Material to process ::
::::::::::

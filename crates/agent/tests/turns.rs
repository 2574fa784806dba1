//! End-to-end turn tests: routing, model dispatch, events and persistence.

use std::sync::atomic::{AtomicUsize, Ordering};
use std::sync::{Arc, Mutex};

use async_trait::async_trait;
use pico_agent::Agent;
use pico_core::error::{Error, ProviderError};
use pico_core::event::{Event, EventBus, EventKind};
use pico_core::message::{Message, Role};
use pico_core::model::{Model, ModelCatalog, OPENAI_CHAT_API, STUB_LOCAL_API};
use pico_core::provider::{Adapter, Context, DEFAULT_SYSTEM_PROMPT};
use pico_providers::{AdapterRegistry, Credentials, StubLocalAdapter};
use pico_session::SessionStore;

/// Answers any api kind with the stub reply and records what it was sent.
struct RecordingAdapter {
    api: &'static str,
    calls: AtomicUsize,
    last_context: Mutex<Option<Context>>,
}

impl RecordingAdapter {
    fn new(api: &'static str) -> Arc<Self> {
        Arc::new(Self {
            api,
            calls: AtomicUsize::new(0),
            last_context: Mutex::new(None),
        })
    }

    fn calls(&self) -> usize {
        self.calls.load(Ordering::SeqCst)
    }
}

#[async_trait]
impl Adapter for RecordingAdapter {
    fn api(&self) -> &str {
        self.api
    }

    async fn complete(
        &self,
        model: &Model,
        context: &Context,
        api_key: Option<&str>,
    ) -> Result<Message, ProviderError> {
        self.calls.fetch_add(1, Ordering::SeqCst);
        *self.last_context.lock().unwrap() = Some(context.clone());
        StubLocalAdapter.complete(model, context, api_key).await
    }
}

fn stub_agent(dir: &std::path::Path) -> Agent {
    Agent::new(
        dir,
        &ModelCatalog::builtin(),
        Arc::new(AdapterRegistry::with_builtins()),
        "stub",
        "local-minimal",
    )
    .unwrap()
}

fn record_events(agent: &Agent) -> Arc<Mutex<Vec<Event>>> {
    let seen = Arc::new(Mutex::new(Vec::new()));
    let sink = Arc::clone(&seen);
    agent
        .events()
        .subscribe(Arc::new(move |e: &Event| sink.lock().unwrap().push(e.clone())));
    seen
}

fn kinds(events: &Mutex<Vec<Event>>) -> Vec<EventKind> {
    events.lock().unwrap().iter().map(|e| e.kind).collect()
}

#[tokio::test]
async fn time_shortcut_returns_iso_timestamp() {
    let dir = tempfile::tempdir().unwrap();
    let mut agent = stub_agent(dir.path());

    let reply = agent.run_turn("/time").await.unwrap();
    assert_eq!(reply.role, Role::Assistant);
    assert!(reply.content.contains('T'));
    assert!(chrono::DateTime::parse_from_rfc3339(&reply.content).is_ok());
}

#[tokio::test]
async fn write_then_read_round_trips() {
    let dir = tempfile::tempdir().unwrap();
    let mut agent = stub_agent(dir.path());

    let wrote = agent.run_turn("/write a.txt hello").await.unwrap();
    assert!(wrote.content.starts_with("wrote 5 chars to "));

    let read = agent.run_turn("/read a.txt").await.unwrap();
    assert_eq!(read.content, "hello");
    assert_eq!(agent.transcript().len(), 4);
}

#[cfg(unix)]
#[tokio::test]
async fn bash_shortcut_trims_output() {
    let dir = tempfile::tempdir().unwrap();
    let mut agent = stub_agent(dir.path());

    let reply = agent.run_turn("/bash echo hi").await.unwrap();
    assert_eq!(reply.content, "hi");
}

#[tokio::test]
async fn stub_turn_echoes_input() {
    let dir = tempfile::tempdir().unwrap();
    let mut agent = stub_agent(dir.path());

    let reply = agent.run_turn("hello").await.unwrap();
    assert_eq!(reply.role, Role::Assistant);
    assert!(reply.content.contains("(stub response)"));
    assert!(reply.content.contains("hello"));
}

#[tokio::test]
async fn unknown_model_fails_construction() {
    let err = Agent::new(
        ".",
        &ModelCatalog::builtin(),
        Arc::new(AdapterRegistry::with_builtins()),
        "stub",
        "does-not-exist",
    )
    .unwrap_err();
    assert!(matches!(err, Error::UnknownModel { .. }));
}

#[tokio::test]
async fn every_catalog_model_completes_a_turn() {
    let dir = tempfile::tempdir().unwrap();
    let catalog = ModelCatalog::builtin();
    let mut registry = AdapterRegistry::with_builtins();
    registry.register(RecordingAdapter::new(OPENAI_CHAT_API));
    let registry = Arc::new(registry);

    for model in catalog.iter() {
        let mut agent = Agent::new(
            dir.path(),
            &catalog,
            Arc::clone(&registry),
            &model.provider,
            &model.id,
        )
        .unwrap();
        let reply = agent.run_turn("ping").await.unwrap();
        assert_eq!(reply.role, Role::Assistant, "model {}", model.id);
    }
}

#[tokio::test]
async fn plain_text_goes_to_the_model_with_full_context() {
    let dir = tempfile::tempdir().unwrap();
    let adapter = RecordingAdapter::new(STUB_LOCAL_API);
    let mut registry = AdapterRegistry::new();
    registry.register(adapter.clone());

    let mut agent = Agent::new(
        dir.path(),
        &ModelCatalog::builtin(),
        Arc::new(registry),
        "stub",
        "local-minimal",
    )
    .unwrap();

    agent.run_turn("/time").await.unwrap();
    assert_eq!(adapter.calls(), 0);

    agent.run_turn("explain the time").await.unwrap();
    assert_eq!(adapter.calls(), 1);

    let context = adapter.last_context.lock().unwrap().clone().unwrap();
    assert_eq!(context.system_prompt.as_deref(), Some(DEFAULT_SYSTEM_PROMPT));
    assert_eq!(context.messages.len(), 3);
    assert_eq!(context.latest_user_text(), "explain the time");
}

#[tokio::test]
async fn custom_system_prompt_is_sent() {
    let dir = tempfile::tempdir().unwrap();
    let adapter = RecordingAdapter::new(STUB_LOCAL_API);
    let mut registry = AdapterRegistry::new();
    registry.register(adapter.clone());

    let mut agent = Agent::new(
        dir.path(),
        &ModelCatalog::builtin(),
        Arc::new(registry),
        "stub",
        "local-minimal",
    )
    .unwrap()
    .with_system_prompt("answer in haiku");

    agent.run_turn("hi").await.unwrap();
    let context = adapter.last_context.lock().unwrap().clone().unwrap();
    assert_eq!(context.system_prompt.as_deref(), Some("answer in haiku"));
}

#[tokio::test]
async fn sandbox_escape_is_text_and_skips_the_model() {
    let dir = tempfile::tempdir().unwrap();
    let adapter = RecordingAdapter::new(STUB_LOCAL_API);
    let mut registry = AdapterRegistry::new();
    registry.register(adapter.clone());

    let mut agent = Agent::new(
        dir.path().join("ws").as_path(),
        &ModelCatalog::builtin(),
        Arc::new(registry),
        "stub",
        "local-minimal",
    )
    .unwrap();
    std::fs::create_dir(dir.path().join("ws")).unwrap();

    let reply = agent.run_turn("/write ../outside.txt data").await.unwrap();
    assert!(reply.content.starts_with("error: path escapes workspace"));
    assert!(!dir.path().join("outside.txt").exists());
    assert_eq!(adapter.calls(), 0);
}

#[tokio::test]
async fn missing_adapter_rolls_back_transcript() {
    let dir = tempfile::tempdir().unwrap();
    let mut agent = Agent::new(
        dir.path(),
        &ModelCatalog::builtin(),
        Arc::new(AdapterRegistry::new()),
        "stub",
        "local-minimal",
    )
    .unwrap();

    let err = agent.run_turn("hello").await.unwrap_err();
    assert!(matches!(
        err,
        Error::Provider(ProviderError::NoAdapterRegistered(_))
    ));
    assert!(agent.transcript().is_empty());

    // Shortcuts still work without any adapter.
    agent.run_turn("/time").await.unwrap();
    assert_eq!(agent.transcript().len(), 2);
}

#[tokio::test]
async fn missing_credential_is_raised_and_rolled_back() {
    let dir = tempfile::tempdir().unwrap();
    let mut agent = Agent::new(
        dir.path(),
        &ModelCatalog::builtin(),
        Arc::new(AdapterRegistry::with_builtins()),
        "openai",
        "gpt-4o-mini",
    )
    .unwrap()
    .with_credentials(Credentials::new().without_env());

    let before = agent.transcript().len();
    let err = agent.run_turn("hello").await.unwrap_err();
    assert!(matches!(
        err,
        Error::Provider(ProviderError::MissingCredential { .. })
    ));
    assert_eq!(err.to_string(), "missing OPENAI_API_KEY for provider 'openai'");
    assert_eq!(agent.transcript().len(), before);
}

#[tokio::test]
async fn shortcut_turn_events() {
    let dir = tempfile::tempdir().unwrap();
    let mut agent = stub_agent(dir.path());
    let seen = record_events(&agent);

    agent.run_turn("/time").await.unwrap();
    assert_eq!(kinds(&seen), vec![EventKind::MessageStart, EventKind::MessageEnd]);

    let events = seen.lock().unwrap();
    assert_eq!(events[0].get("role").unwrap(), "user");
    assert_eq!(events[0].get("text").unwrap(), "/time");
    assert_eq!(events[1].get("role").unwrap(), "assistant");
    assert_eq!(events[1].get("tool_shortcut").unwrap(), true);
}

#[cfg(unix)]
#[tokio::test]
async fn bash_turn_events() {
    let dir = tempfile::tempdir().unwrap();
    let mut agent = stub_agent(dir.path());
    let seen = record_events(&agent);

    agent.run_turn("/bash echo a; echo b").await.unwrap();
    assert_eq!(
        kinds(&seen),
        vec![
            EventKind::MessageStart,
            EventKind::ToolStart,
            EventKind::ToolStdoutDelta,
            EventKind::ToolStdoutDelta,
            EventKind::ToolEnd,
            EventKind::MessageEnd,
        ]
    );
}

#[tokio::test]
async fn model_turn_events() {
    let dir = tempfile::tempdir().unwrap();
    let mut agent = stub_agent(dir.path());
    let seen = record_events(&agent);

    agent.run_turn("hello").await.unwrap();
    assert_eq!(
        kinds(&seen),
        vec![
            EventKind::MessageStart,
            EventKind::LlmStart,
            EventKind::LlmEnd,
            EventKind::MessageEnd,
        ]
    );
    assert_eq!(
        seen.lock().unwrap()[3].get("tool_shortcut").unwrap(),
        false
    );
}

#[tokio::test]
async fn failed_turn_still_ends_llm_bracket() {
    let dir = tempfile::tempdir().unwrap();
    let bus = Arc::new(EventBus::new());
    let mut agent = Agent::new(
        dir.path(),
        &ModelCatalog::builtin(),
        Arc::new(AdapterRegistry::new()),
        "stub",
        "local-minimal",
    )
    .unwrap()
    .with_event_bus(Arc::clone(&bus));
    let seen = record_events(&agent);

    agent.run_turn("hello").await.unwrap_err();
    assert_eq!(
        kinds(&seen),
        vec![EventKind::MessageStart, EventKind::LlmStart, EventKind::LlmEnd]
    );
    assert_eq!(bus.len(), 1);
}

#[tokio::test]
async fn session_replay_restores_transcript() {
    let dir = tempfile::tempdir().unwrap();
    let store = SessionStore::create_in(&dir.path().join(".pico/sessions"));

    let mut first = stub_agent(dir.path());
    for input in ["/write notes.txt remember me", "hello"] {
        first.run_turn(input).await.unwrap();
        let (user, assistant) = first.transcript().last_exchange().unwrap();
        store.append(user).unwrap();
        store.append(assistant).unwrap();
    }

    let history = store.load().unwrap();
    assert_eq!(history, first.transcript().messages());

    let mut second = stub_agent(dir.path()).with_history(history);
    assert_eq!(second.transcript().len(), 4);
    let reply = second.run_turn("/read notes.txt").await.unwrap();
    assert_eq!(reply.content, "remember me");
    assert_eq!(second.transcript().len(), 6);
}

::::::::::

What you will do :: Reproduce verbatim only the segment of the listing bounded by the line containing "let (user, assistant)" and the line containing "let mut second", with both boundary lines included.

Exercise output ::
        let (user, assistant) = first.transcript().last_exchange().unwrap();
        store.append(user).unwrap();
        store.append(assistant).unwrap();
    }

    let history = store.load().unwrap();
    assert_eq!(history, first.transcript().messages());

    let mut second = stub_agent(dir.path()).with_history(history);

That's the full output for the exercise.